Did you write any tests to validate this change?
Did you update the CHANGELOG, if this change affects users?

Description

Fixes gradient update timing in TF LocalGradientAggregationHelperEager.

Why?
The gradient updating timing in LocalGradientAggregationHelperEager was set one step before the locally aggregated gradients are allreduced. Therefore, the applied gradient are the locally aggregated gradient instead of the allreduced gradient. This PR fixes the issue.
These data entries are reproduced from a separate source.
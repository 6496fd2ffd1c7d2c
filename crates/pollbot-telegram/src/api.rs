//! The remote operations the runtime and handlers depend on.
//!
//! `TelegramClient` is the real implementation; tests substitute fakes.

use async_trait::async_trait;

use pollbot_core::Result;

use crate::{
    client::TelegramClient,
    requests::{
        AnswerCallbackQuery, AnswerInlineQuery, DeleteMessage, EditMessageReplyMarkup,
        EditMessageText, ForwardMessage, GetFile, GetMe, GetUpdates, SendAudio, SendChatAction,
        SendContact, SendDocument, SendLocation, SendMessage, SendPhoto, SendPoll, SendVideo,
        SendVoice,
    },
    types::{EditResult, File, Message, Update, User},
};

#[async_trait]
pub trait TelegramApi: Send + Sync {
    async fn get_updates(&self, req: &GetUpdates) -> Result<Vec<Update>>;

    async fn get_me(&self) -> Result<User>;

    async fn send_message(&self, req: &SendMessage) -> Result<Message>;

    async fn forward_message(&self, req: &ForwardMessage) -> Result<Message>;

    async fn edit_message_text(&self, req: &EditMessageText) -> Result<EditResult>;

    async fn edit_message_reply_markup(&self, req: &EditMessageReplyMarkup) -> Result<EditResult>;

    async fn delete_message(&self, req: &DeleteMessage) -> Result<bool>;

    async fn answer_callback_query(&self, req: &AnswerCallbackQuery) -> Result<bool>;

    async fn answer_inline_query(&self, req: &AnswerInlineQuery) -> Result<bool>;

    async fn send_chat_action(&self, req: &SendChatAction) -> Result<bool>;

    async fn send_location(&self, req: &SendLocation) -> Result<Message>;

    async fn send_contact(&self, req: &SendContact) -> Result<Message>;

    async fn send_poll(&self, req: &SendPoll) -> Result<Message>;

    async fn get_file(&self, file_id: &str) -> Result<File>;

    async fn download_file(&self, file_path: &str) -> Result<Vec<u8>>;

    async fn send_photo(&self, req: &SendPhoto) -> Result<Message>;

    async fn send_document(&self, req: &SendDocument) -> Result<Message>;

    async fn send_audio(&self, req: &SendAudio) -> Result<Message>;

    async fn send_video(&self, req: &SendVideo) -> Result<Message>;

    async fn send_voice(&self, req: &SendVoice) -> Result<Message>;
}

#[async_trait]
impl TelegramApi for TelegramClient {
    async fn get_updates(&self, req: &GetUpdates) -> Result<Vec<Update>> {
        self.call(req).await
    }

    async fn get_me(&self) -> Result<User> {
        self.call(&GetMe {}).await
    }

    async fn send_message(&self, req: &SendMessage) -> Result<Message> {
        self.call(req).await
    }

    async fn forward_message(&self, req: &ForwardMessage) -> Result<Message> {
        self.call(req).await
    }

    async fn edit_message_text(&self, req: &EditMessageText) -> Result<EditResult> {
        self.call(req).await
    }

    async fn edit_message_reply_markup(&self, req: &EditMessageReplyMarkup) -> Result<EditResult> {
        self.call(req).await
    }

    async fn delete_message(&self, req: &DeleteMessage) -> Result<bool> {
        self.call(req).await
    }

    async fn answer_callback_query(&self, req: &AnswerCallbackQuery) -> Result<bool> {
        self.call(req).await
    }

    async fn answer_inline_query(&self, req: &AnswerInlineQuery) -> Result<bool> {
        self.call(req).await
    }

    async fn send_chat_action(&self, req: &SendChatAction) -> Result<bool> {
        self.call(req).await
    }

    async fn send_location(&self, req: &SendLocation) -> Result<Message> {
        self.call(req).await
    }

    async fn send_contact(&self, req: &SendContact) -> Result<Message> {
        self.call(req).await
    }

    async fn send_poll(&self, req: &SendPoll) -> Result<Message> {
        self.call(req).await
    }

    async fn get_file(&self, file_id: &str) -> Result<File> {
        self.call(&GetFile {
            file_id: file_id.to_string(),
        })
        .await
    }

    async fn download_file(&self, file_path: &str) -> Result<Vec<u8>> {
        TelegramClient::download_file(self, file_path).await
    }

    async fn send_photo(&self, req: &SendPhoto) -> Result<Message> {
        self.upload(req).await
    }

    async fn send_document(&self, req: &SendDocument) -> Result<Message> {
        self.upload(req).await
    }

    async fn send_audio(&self, req: &SendAudio) -> Result<Message> {
        self.upload(req).await
    }

    async fn send_video(&self, req: &SendVideo) -> Result<Message> {
        self.upload(req).await
    }

    async fn send_voice(&self, req: &SendVoice) -> Result<Message> {
        self.upload(req).await
    }
}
The PR also improves the gradient aggregation test case to cover tf.IndexedSlices gradient and validates the updated values. Before the change, the grad and values are always zero which does not test anything.

Review process to land

All tests and other checks must succeed.
At least one member of the technical steering committee must review and approve.
If any member of the technical steering committee requests changes, they must be addressed.

Signed-off-by: Pei-Lun Liao <pliao@linkedin.com>

github-actions · 2022-03-26T03:15:04Z

Unit Test Results

    446 files -   375   446 suites - 375 7h 5m 13s ⏱️ - 2h 29m 5s
    766 tests +      1   615 ✔️ -   107   149 💤 +  106 2 ❌ +2
10 330 runs - 8 506 7 134 ✔️ - 6 419 3 194 💤 - 2 089 2 ❌ +2

For more details on these failures, see this check.

Results for commit c5f57d2. ± Comparison against base commit 4b8cc49.

This pull request removes 1 and adds 2 tests. Note that renamed tests count towards both.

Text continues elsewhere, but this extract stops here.